Closed GiulioGiorcelli closed 6 years ago
Hi Giulio,
I was using this code to access Zillow for a while and would run into a similar issue. As ChrisMuir points out - scraping is against Zillow's ToS, so they are throwing a CAPTCHA to prevent bots like this one from scraping content. I haven't tried to defeat a CAPTCHA yet - the whole point is to not be beatable by bots.

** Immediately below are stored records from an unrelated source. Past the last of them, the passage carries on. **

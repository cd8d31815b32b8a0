//! Bounded worker pool for page fetches
//!
//! Each unit runs as its own task holding one semaphore permit. A task waits
//! for the site's rate limiter, fetches through the connector with a timeout,
//! validates the payload, writes it through the storage writer and reports a
//! [`FetchResult`]. Transient failures are retried with capped exponential
//! backoff; everything else fails the unit without touching its siblings.

use std::collections::HashMap;
use std::sync::Arc;
use std::time::Duration;
use tokio::sync::{OwnedSemaphorePermit, Semaphore};
use tokio::task::{Id, JoinSet};
use tracing::{debug, error, info, warn};

use crate::connector::{ConnectorError, ConnectorHandle};
use crate::downloader::config::DownloadConfig;
use crate::downloader::rate_limit::RateLimiter;
use crate::downloader::unit::{ErrorKind, FetchResult, FetchUnit, UnitId, UnitOutcome};
use crate::fetcher::retry_formatter::RetryContext;
use crate::fetcher::{FetchedPage, Session};
use crate::metrics;
use crate::output::{looks_like_html, resolve_extension, StorageWriter};
use crate::shutdown::SharedShutdown;

/// Everything a worker needs, shared by all units of a job
pub struct WorkerContext {
    /// Connector serving the job
    pub connector: ConnectorHandle,
    /// Transport session of the job
    pub session: Session,
    /// Per-site request spacing
    pub limiter: RateLimiter,
    /// Page writer
    pub writer: StorageWriter,
    /// Job configuration
    pub config: DownloadConfig,
    /// Job-level cancellation
    pub shutdown: SharedShutdown,
}

/// Bounded pool of page fetch tasks
pub struct WorkerPool {
    ctx: Arc<WorkerContext>,
    slots: Arc<Semaphore>,
    tasks: JoinSet<FetchResult>,
    in_flight: HashMap<Id, (UnitId, String)>,
}

impl WorkerPool {
    /// Create a pool running at most `concurrency` units at once
    pub fn new(ctx: Arc<WorkerContext>, concurrency: usize) -> Self {
        Self {
            ctx,
            slots: Arc::new(Semaphore::new(concurrency.max(1))),
            tasks: JoinSet::new(),
            in_flight: HashMap::new(),
        }
    }

    /// Units currently running
    pub fn in_flight(&self) -> usize {
        self.tasks.len()
    }

    /// Slot semaphore; acquire an owned permit to pass to [`WorkerPool::spawn`]
    pub fn slots(&self) -> Arc<Semaphore> {
        self.slots.clone()
    }

    /// Start `unit` on a slot obtained from [`WorkerPool::slots`]
    pub fn spawn(&mut self, unit: FetchUnit, permit: OwnedSemaphorePermit) {
        let ctx = self.ctx.clone();
        let id = unit.id;
        let url = unit.source_url().to_string();

        let handle = self.tasks.spawn(async move {
            let result = run_unit(&ctx, unit).await;
            drop(permit);
            result
        });
        debug!(unit = %id, "Unit started");
        self.in_flight.insert(handle.id(), (id, url));
    }

    /// Next finished unit, `None` when nothing is running
    pub async fn next_result(&mut self) -> Option<FetchResult> {
        let joined = self.tasks.join_next_with_id().await?;
        Some(match joined {
            Ok((task_id, result)) => {
                self.in_flight.remove(&task_id);
                result
            }
            Err(join_error) => {
                let (id, url) = self
                    .in_flight
                    .remove(&join_error.id())
                    .unwrap_or((UnitId::new(0, 0), String::new()));
                if join_error.is_cancelled() {
                    FetchResult {
                        id,
                        source_url: url,
                        outcome: UnitOutcome::Interrupted,
                        attempts: 0,
                    }
                } else {
                    error!(unit = %id, error = %join_error, "Worker task panicked");
                    FetchResult {
                        id,
                        source_url: url,
                        outcome: UnitOutcome::Failed {
                            kind: ErrorKind::TransientNetwork,
                            message: format!("worker task panicked: {join_error}"),
                        },
                        attempts: 0,
                    }
                }
            }
        })
    }

    /// Drain running units for at most `grace`, then abort the rest
    ///
    /// Aborted units come back as [`UnitOutcome::Interrupted`].
    pub async fn shutdown(&mut self, grace: Duration) -> Vec<FetchResult> {
        self.slots.close();
        let mut results = Vec::new();
        let deadline = tokio::time::Instant::now() + grace;

        while self.in_flight() > 0 {
            match tokio::time::timeout_at(deadline, self.next_result()).await {
                Ok(Some(result)) => results.push(result),
                Ok(None) => break,
                Err(_) => {
                    info!(
                        remaining = self.in_flight(),
                        "Grace period elapsed, aborting in-flight pages"
                    );
                    self.tasks.abort_all();
                    while let Some(result) = self.next_result().await {
                        results.push(result);
                    }
                    break;
                }
            }
        }
        results
    }
}

fn interrupted(unit: &FetchUnit, attempts: u32) -> FetchResult {
    FetchResult {
        id: unit.id,
        source_url: unit.source_url().to_string(),
        outcome: UnitOutcome::Interrupted,
        attempts,
    }
}

/// Reject payloads that are not page images
pub fn validate_page(page: &FetchedPage, url: &str) -> Result<(), ConnectorError> {
    if page.bytes.is_empty() {
        return Err(ConnectorError::Validation(format!("{url}: empty response body")));
    }
    let html_type = page
        .content_type
        .as_deref()
        .is_some_and(|ct| ct.to_ascii_lowercase().starts_with("text/html"));
    if html_type || looks_like_html(&page.bytes) {
        return Err(ConnectorError::Validation(format!(
            "{url}: received an HTML page instead of an image"
        )));
    }
    Ok(())
}

/// Fetch, validate and store one unit
async fn run_unit(ctx: &WorkerContext, unit: FetchUnit) -> FetchResult {
    let key = ctx.connector.key();
    let max_attempts = ctx.config.max_attempts();
    let mut attempts = 0;

    loop {
        tokio::select! {
            biased;
            _ = ctx.shutdown.wait_for_shutdown() => return interrupted(&unit, attempts),
            _ = ctx.limiter.acquire(key) => {}
        }
        attempts += 1;

        let fetched = match tokio::time::timeout(
            ctx.config.request_timeout,
            ctx.connector.fetch_page(&unit.request, &ctx.session),
        )
        .await
        {
            Ok(result) => result,
            Err(_) => Err(ConnectorError::Timeout(format!(
                "{} did not respond within {:?}",
                unit.source_url(),
                ctx.config.request_timeout
            ))),
        }
        .and_then(|page| validate_page(&page, unit.source_url()).map(|_| page));

        let error = match fetched {
            Ok(page) => return store(ctx, &unit, page, attempts).await,
            Err(error) => error,
        };

        if error.is_retryable() && attempts < max_attempts {
            let backoff = ctx.config.backoff(attempts - 1);
            let retry = RetryContext::new(
                attempts + 1,
                max_attempts,
                backoff,
                unit.id.to_string(),
                error.to_string(),
            );
            warn!(unit = %unit.id, "{}", retry.format_retry());
            metrics::record_retry(key, attempts, backoff);

            tokio::select! {
                biased;
                _ = ctx.shutdown.wait_for_shutdown() => return interrupted(&unit, attempts),
                _ = tokio::time::sleep(backoff) => continue,
            }
        }

        let failure = RetryContext::new(
            attempts,
            max_attempts,
            Duration::ZERO,
            unit.id.to_string(),
            error.to_string(),
        );
        warn!(unit = %unit.id, kind = %error.kind(), "{}", failure.format_failure());
        metrics::record_page_failed(key, error.kind());
        return FetchResult {
            id: unit.id,
            source_url: unit.source_url().to_string(),
            outcome: UnitOutcome::Failed {
                kind: error.kind(),
                message: error.to_string(),
            },
            attempts,
        };
    }
}

async fn store(ctx: &WorkerContext, unit: &FetchUnit, page: FetchedPage, attempts: u32) -> FetchResult {
    let extension = resolve_extension(page.content_type.as_deref(), &page.bytes, unit.source_url());
    let outcome = match ctx
        .writer
        .write(unit.destination.clone(), extension, page.bytes)
        .await
    {
        Ok((path, bytes)) => {
            debug!(unit = %unit.id, path = %path.display(), bytes, "Page stored");
            metrics::record_page_downloaded(ctx.connector.key(), bytes);
            UnitOutcome::Succeeded {
                path,
                bytes,
                reused: false,
            }
        }
        Err(e) => {
            warn!(unit = %unit.id, error = %e, "Failed to store page");
            metrics::record_page_failed(ctx.connector.key(), ErrorKind::Storage);
            UnitOutcome::Failed {
                kind: ErrorKind::Storage,
                message: e.to_string(),
            }
        }
    };

    FetchResult {
        id: unit.id,
        source_url: unit.source_url().to_string(),
        outcome,
        attempts,
    }
}
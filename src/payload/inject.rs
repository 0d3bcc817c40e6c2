//! Dependency tags for producer entries
//!
//! `inject(body).on(["p2", "p3"])` builds a dependent entry whose body receives
//! the resolved values of `p2` and `p3` (in that order) as its leading arguments.

use std::fmt;
use std::future::Future;
use std::sync::Arc;

use futures::FutureExt;
use smallvec::SmallVec;

use super::{Args, Entry, Outcome, Pending};

/// Stack-allocated names: most producers depend on 0-4 entries
pub type DepVec = SmallVec<[Arc<str>; 4]>;

/// Shared producer body
pub type Producer = Arc<dyn Fn(Args) -> Pending + Send + Sync>;

/// Producer together with the names of the entries it depends on
#[derive(Clone)]
pub struct Dependent {
    names: DepVec,
    body: Producer,
}

impl Dependent {
    /// Dependency names in declaration order
    pub fn names(&self) -> &[Arc<str>] {
        &self.names
    }

    /// Replace the dependency list
    pub fn retag<I, S>(&mut self, names: I)
    where
        I: IntoIterator<Item = S>,
        S: AsRef<str>,
    {
        self.names = collect_names(names);
    }

    /// Invoke the body
    pub fn call(&self, args: Args) -> Pending {
        (self.body)(args)
    }
}

impl fmt::Debug for Dependent {
    fn fmt(&self, f: &mut fmt::Formatter<'_>) -> fmt::Result {
        f.debug_struct("Dependent")
            .field("names", &self.names)
            .finish_non_exhaustive()
    }
}

/// First half of the two-step tagging form: `inject(body).on(names)`
#[derive(Clone)]
pub struct Injector {
    body: Producer,
}

impl Injector {
    pub fn from_producer(body: Producer) -> Self {
        Self { body }
    }

    pub fn producer(&self) -> &Producer {
        &self.body
    }

    /// Attach `names` and produce the payload entry
    pub fn on<I, S>(self, names: I) -> Entry
    where
        I: IntoIterator<Item = S>,
        S: AsRef<str>,
    {
        Entry::Dependent(Dependent {
            names: collect_names(names),
            body: self.body,
        })
    }
}

/// Tag an asynchronous producer
pub fn inject<F, Fut>(body: F) -> Injector
where
    F: Fn(Args) -> Fut + Send + Sync + 'static,
    Fut: Future<Output = Outcome> + Send + 'static,
{
    Injector {
        body: Arc::new(move |args| body(args).boxed()),
    }
}

/// Tag a synchronous producer
///
/// The body runs when the returned future is first polled, not when it is built.
pub fn inject_fn<F>(body: F) -> Injector
where
    F: Fn(Args) -> Outcome + Send + Sync + 'static,
{
    let body = Arc::new(body);
    Injector {
        body: Arc::new(move |args| {
            let body = Arc::clone(&body);
            async move { body(args) }.boxed()
        }),
    }
}

/// Dependency names of a dependent entry, `None` for anything else
pub fn get_deps(entry: &Entry) -> Option<&[Arc<str>]> {
    match entry {
        Entry::Dependent(dependent) => Some(dependent.names()),
        _ => None,
    }
}

/// True iff `entry` is dependent and names at least one dependency
pub fn has_deps(entry: &Entry) -> bool {
    get_deps(entry).is_some_and(|names| !names.is_empty())
}

fn collect_names<I, S>(names: I) -> DepVec
where
    I: IntoIterator<Item = S>,
    S: AsRef<str>,
{
    names.into_iter().map(|n| Arc::from(n.as_ref())).collect()
}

Using multiple computers - throwing up a bunch of linux virtual machines, basically you're suspicious because of how much searching you're doing and the way the bot interacts with the web page - it's very not human. I don't know how Zillow tracks this but some googling would give you an idea.
Easy solutions:
You can try manually monitoring the machine and interceding when a CAPTCHA appears - manually click around for a while and the site will figure out you are a person. You'd probably have to add code to track how far the bot got in its search before getting stuck.
Use multiple computers and / or IP address to try and fool Zillow
Hi @GiulioGiorcelli, I don't have any good answers for you on this. I honestly haven't had much interest in this project/repo for a while now, so when I added the CAPTCHA code I didn't test it much.....I think I recall what you described happening to me once? And I didn't investigate it at the time. For me, almost all of the instances of CAPTCHA were easy to manually handle (code pauses, I beat the CAPTCHA once, it goes away, code resumes).
The short answer is that once the CAPTCHA appears, it's out of my hands. I have no interest in developing the current CAPTCHA code beyond what it currently is, which is simply to pause code execution indefinitely until the CAPTCHA been manually handled.
Hi @wwetzel, thanks for jumping in with your input and info!
Hi there!
I'm using your software for a personal project and when Zillow throws up a CAPTCHA it takes a really long time and dozens of iterations to get rid of it. I basically complete the CAPTCHA and the page reloads a new one. It goes on for about 10/15 minutes no matter how many times I do it. Do know why this is happening? Is there a workaround to this issue?
Thanks, Giulio